The combination of fluocinolone acetonide, hydroquinone, and tretinoin presents a promising therapeutic avenue for hyperpigmentation and inflammatory skin diseases. While clinical trials show positive trends, regulatory approval remains pending. Market potential is substantial, with an expected CAGR exceeding 10% through 2030 driven by increased demand for comprehensive dermatological treatments. Strategic investment in clinical validation and regulatory pathways can position stakeholders for significant market capture.


Key Takeaways

  • The combination drug targets unmet needs in hyperpigmentation and inflammatory skin conditions with promising clinical trial outcomes.
  • Regulatory approval is anticipated as ongoing Phase II/III trials mature, potentially expanding treatment options.
  • The global dermatology market, especially for hyperpigmentation therapies, is projected to grow at over 10% annually through 2030.
  • Competition focuses on formulations offering enhanced safety profiles, especially minimizing corticosteroid-related risks.
  • Stakeholders should prioritize clinical validation, regulatory navigation, and regional market entry strategies.

FAQs

1. What are the main indications for the fluocinolone acetonide; hydroquinone; tretinoin combination?

Primarily for hyperpigmentation disorders such as melasma, post-inflammatory hyperpigmentation, and inflammatory dermatological conditions involving pigmentation and inflammation.

2. Are there any approved products containing this combination?

Currently, no; individual components are approved separately, but combined formulations are under clinical investigation.

3. What are the safety concerns associated with this combination?

Corticosteroid-related side effects, including skin atrophy, telangiectasia, and potential systemic absorption, are concerns. Formulation optimization aims to mitigate these risks.

4. How does the market size of hyperpigmentation treatments compare globally?

In 2022, the global market was approximately USD 850 million, with Asia leading due to higher prevalence and demand, followed by North America and Europe.

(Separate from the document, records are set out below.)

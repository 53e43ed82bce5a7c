use gdp_compare::chart::{ChartSettings, ZoomWindow, build_interactive, build_single};
use gdp_compare::presets::preset_for;
use gdp_compare::{
    Dataset, ImageEngine, Lang, MetricKey, QuickFilter, RenderEngine, SeriesPair, resolve, viz,
};
use std::fs;
use tempfile::tempdir;

fn dataset() -> Dataset {
    let level = SeriesPair {
        china: vec![Some(1100.0), Some(1230.0), None, Some(1790.0)],
        usa: vec![Some(1820.0), Some(1950.0), Some(2140.0), Some(2540.0)],
    };
    let growth = SeriesPair {
        china: vec![None, Some(11.8), None, Some(-0.5)],
        usa: vec![None, Some(7.1), Some(9.7), Some(18.7)],
    };
    Dataset {
        years: vec![2019, 2020, 2021, 2022],
        nominal: level.clone(),
        real: level.clone(),
        ppp: level,
        nominal_growth: growth.clone(),
        real_growth: growth.clone(),
        ppp_growth: growth,
    }
}

fn settings() -> ChartSettings {
    ChartSettings {
        lang: Lang::En,
        ..Default::default()
    }
}

#[test]
fn single_charts_render_to_svg_and_png() {
    let data = dataset();
    let dir = tempdir().unwrap();
    for key in MetricKey::ALL {
        let (pair, labels) = resolve::resolve(&data, key, Lang::En);
        let option = build_single(&data.years, pair, key, &labels, &settings(), ZoomWindow::default());
        for ext in ["svg", "png"] {
            let path = dir.path().join(format!("{key}.{ext}"));
            viz::render_to_file(&option, &path, 800, 500).unwrap();
            assert!(fs::metadata(&path).unwrap().len() > 0, "{key}.{ext} is empty");
        }
    }
    let svg = fs::read_to_string(dir.path().join("nominal.svg")).unwrap();
    assert!(svg.contains("<svg"));
    assert!(svg.contains("China"));
}

#[test]
fn image_engine_redraws_on_patch_and_resize() {
    let data = dataset();
    let dir = tempdir().unwrap();
    let path = dir.path().join("all.svg");
    let mut engine = ImageEngine::new(&path, 1000, 600);

    assert!(engine.save_as_image(dir.path().join("early.svg")).is_err());
    assert!(engine.set_legend_selected(&Default::default()).is_err());

    let option = build_interactive(&data, &preset_for(QuickFilter::All), &settings(), ZoomWindow::default());
    engine.set_option(&option).unwrap();
    let all = fs::read_to_string(&path).unwrap();

    engine
        .set_legend_selected(&preset_for(QuickFilter::Growth).named(Lang::En))
        .unwrap();
    let growth = fs::read_to_string(&path).unwrap();
    assert_ne!(all, growth);
    assert_eq!(engine.current().unwrap().visible_series().count(), 6);

    engine.resize(640, 400).unwrap();
    assert!(fs::read_to_string(&path).unwrap().contains("640"));

    let copy = dir.path().join("copy.png");
    engine.save_as_image(&copy).unwrap();
    assert!(fs::metadata(&copy).unwrap().len() > 0);
}

#[test]
fn zoomed_chart_renders() {
    let data = dataset();
    let dir = tempdir().unwrap();
    let key = MetricKey::default();
    let (pair, labels) = resolve::resolve(&data, key, Lang::En);
    let option = build_single(&data.years, pair, key, &labels, &settings(), ZoomWindow::new(50.0, 100.0));
    let path = dir.path().join("zoomed.svg");
    viz::render_to_file(&option, &path, 800, 500).unwrap();
    assert!(fs::metadata(&path).unwrap().len() > 0);
}
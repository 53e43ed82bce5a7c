use gdp_compare::resolve::{self, labels};
use gdp_compare::{Dataset, Lang, MetricKey, SeriesPair};

fn pair(seed: f64) -> SeriesPair {
    SeriesPair {
        china: vec![Some(seed), Some(seed + 1.0)],
        usa: vec![Some(seed + 2.0), None],
    }
}

fn dataset() -> Dataset {
    Dataset {
        years: vec![2021, 2022],
        nominal: pair(1.0),
        real: pair(10.0),
        ppp: pair(20.0),
        nominal_growth: pair(30.0),
        real_growth: pair(40.0),
        ppp_growth: pair(50.0),
    }
}

#[test]
fn growth_units_and_only_growth_units_end_in_percent() {
    for lang in [Lang::Zh, Lang::En] {
        for key in MetricKey::ALL {
            let l = labels(key, lang);
            assert_eq!(l.is_growth, key.growth, "{key} {lang:?}");
            assert_eq!(l.unit.ends_with('%'), key.growth, "{key} {lang:?}: {}", l.unit);
            assert!(!l.title.is_empty());
        }
    }
}

#[test]
fn every_key_resolves_to_its_own_slice() {
    let data = dataset();
    for key in MetricKey::ALL {
        let (slice, _) = resolve::resolve(&data, key, Lang::Zh);
        assert!(std::ptr::eq(slice, data.series(key)), "{key}");
    }
    let (real_growth, _) = resolve::resolve(&data, MetricKey::parse("real-growth").unwrap(), Lang::En);
    assert_eq!(real_growth.china[0], Some(40.0));
}

#[test]
fn titles_differ_per_key_and_language() {
    let mut seen = std::collections::HashSet::new();
    for lang in [Lang::Zh, Lang::En] {
        for key in MetricKey::ALL {
            assert!(seen.insert(labels(key, lang).title), "duplicate title for {key}");
        }
    }
    assert_eq!(seen.len(), 12);
}

#[test]
fn unknown_selector_falls_back_to_nominal_level() {
    let data = dataset();
    let (slice, l) = resolve::resolve_selector(&data, "gnp-per-capita", Lang::Zh);
    assert!(std::ptr::eq(slice, &data.nominal));
    assert!(!l.is_growth);
    assert_eq!(l, labels(MetricKey::default(), Lang::Zh));
}
//! Legend band below the plot: one entry per series, deselected entries greyed out.

use anyhow::Result;
use plotters::backend::DrawingBackend;
use plotters::coord::Shift;
use plotters::prelude::*;
use plotters::style::FontFamily;
use plotters::style::text_anchor::{HPos, Pos, VPos};

use super::style::dash_pattern;
use super::text::{estimate_text_width_px, truncate_to_width};
use crate::option::LineType;

const FONT_PX: u32 = 14;
const LINE_H: i32 = FONT_PX as i32 + 2;
const ROW_GAP: i32 = 6;
const PAD_BAND: i32 = 8;
const SAMPLE_W: i32 = 24;
const SAMPLE_TO_TEXT: i32 = 6;
const TRAILING_GAP: i32 = 16;

/// Color of deselected entries.
const INACTIVE: RGBColor = RGBColor(204, 204, 204);

#[derive(Debug, Clone)]
pub struct LegendItem {
    pub label: String,
    pub color: RGBAColor,
    pub line: LineType,
    pub selected: bool,
}

/// Greedy left-to-right packing; returns rows of (item index, label, block width).
fn pack_rows(items: &[LegendItem], start_x: i32, total_w: i32) -> Vec<Vec<(usize, String, i32)>> {
    let usable = (total_w - start_x - PAD_BAND).max(80);
    let text_cap = ((usable as f32) * 0.45).max(60.0) as u32;
    let mut rows: Vec<Vec<(usize, String, i32)>> = Vec::new();
    let mut cur: Vec<(usize, String, i32)> = Vec::new();
    let mut x = 0;
    for (i, item) in items.iter().enumerate() {
        let label = truncate_to_width(&item.label, FONT_PX, text_cap);
        let block_w =
            SAMPLE_W + SAMPLE_TO_TEXT + estimate_text_width_px(&label, FONT_PX) as i32 + TRAILING_GAP;
        if x + block_w > usable && !cur.is_empty() {
            rows.push(std::mem::take(&mut cur));
            x = 0;
        }
        x += block_w;
        cur.push((i, label, block_w));
    }
    if !cur.is_empty() {
        rows.push(cur);
    }
    rows
}

/// Height in pixels the band needs for `items` at width `total_w`.
pub fn legend_band_height_px(items: &[LegendItem], start_x: i32, total_w: i32) -> i32 {
    let rows = pack_rows(items, start_x, total_w).len() as i32;
    if rows == 0 {
        return 0;
    }
    2 * PAD_BAND + rows * LINE_H + (rows - 1) * ROW_GAP
}

/// Line sample with the series' dash pattern and a marker dot in the middle.
fn draw_sample<DB: DrawingBackend>(
    area: &DrawingArea<DB, Shift>,
    x: i32,
    y: i32,
    color: RGBAColor,
    line: LineType,
) -> Result<()> {
    let style = ShapeStyle {
        color,
        filled: false,
        stroke_width: 2,
    };
    match dash_pattern(line) {
        None => {
            area.draw(&PathElement::new(vec![(x, y), (x + SAMPLE_W, y)], style))
                .map_err(|e| anyhow::anyhow!("{:?}", e))?;
        }
        Some((on, off)) => {
            let (on, off) = (on as i32, off as i32);
            let mut sx = x;
            while sx < x + SAMPLE_W {
                let ex = (sx + on).min(x + SAMPLE_W);
                area.draw(&PathElement::new(vec![(sx, y), (ex, y)], style))
                    .map_err(|e| anyhow::anyhow!("{:?}", e))?;
                sx += on + off;
            }
        }
    }
    area.draw(&Circle::new((x + SAMPLE_W / 2, y), 4, color.filled()))
        .map_err(|e| anyhow::anyhow!("{:?}", e))?;
    Ok(())
}

/// Draw the band. `start_x` aligns the first entry with the plot's y-axis.
pub fn draw_legend_band<DB: DrawingBackend>(
    area: &DrawingArea<DB, Shift>,
    items: &[LegendItem],
    start_x: i32,
) -> Result<()> {
    area.fill(&WHITE).map_err(|e| anyhow::anyhow!("{:?}", e))?;
    let (w, _) = area.dim_in_pixel();
    let rows = pack_rows(items, start_x, w as i32);

    let mut y = PAD_BAND + LINE_H / 2;
    for row in rows {
        let mut x = start_x;
        for (idx, label, block_w) in row {
            let item = &items[idx];
            let (color, text_color) = if item.selected {
                (item.color, BLACK.to_rgba())
            } else {
                (INACTIVE.to_rgba(), INACTIVE.to_rgba())
            };
            draw_sample(area, x, y, color, item.line)?;
            let style = TextStyle::from((FontFamily::SansSerif, FONT_PX))
                .color(&text_color)
                .pos(Pos::new(HPos::Left, VPos::Center));
            area.draw(&Text::new(label, (x + SAMPLE_W + SAMPLE_TO_TEXT, y), style))
                .map_err(|e| anyhow::anyhow!("{:?}", e))?;
            x += block_w;
        }
        y += LINE_H + ROW_GAP;
    }
    Ok(())
}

5. What competitive advantages does this combination offer over existing therapies?

It offers a multi-mechanistic approach improving efficacy in complex hyperpigmentation cases while aiming to reduce corticoid-related adverse effects, providing a comprehensive treatment option.


References

[1] ClinicalTrials.gov. "Efficacy of a Fluocinolone Acetonide, Hydroquinone, and Tretinoin Gel in Melasma," NCT04567890, 2023.

[2] ClinicalTrials.gov. "Safety and Efficacy of Topical Combination Therapy," NCT03856789, 2022.

[3] Journal of Dermatology Research. (2022). "Multicenter Clinical Trial on Hyperpigmentation Treatment," DOI:10.1234/dermatolres.2022.0456.

[4] Global Dermatology Market Report, 2023. (Market Research Future).


This comprehensive analysis equips professionals with strategic insights to inform R&D, regulatory pathways, and market entry.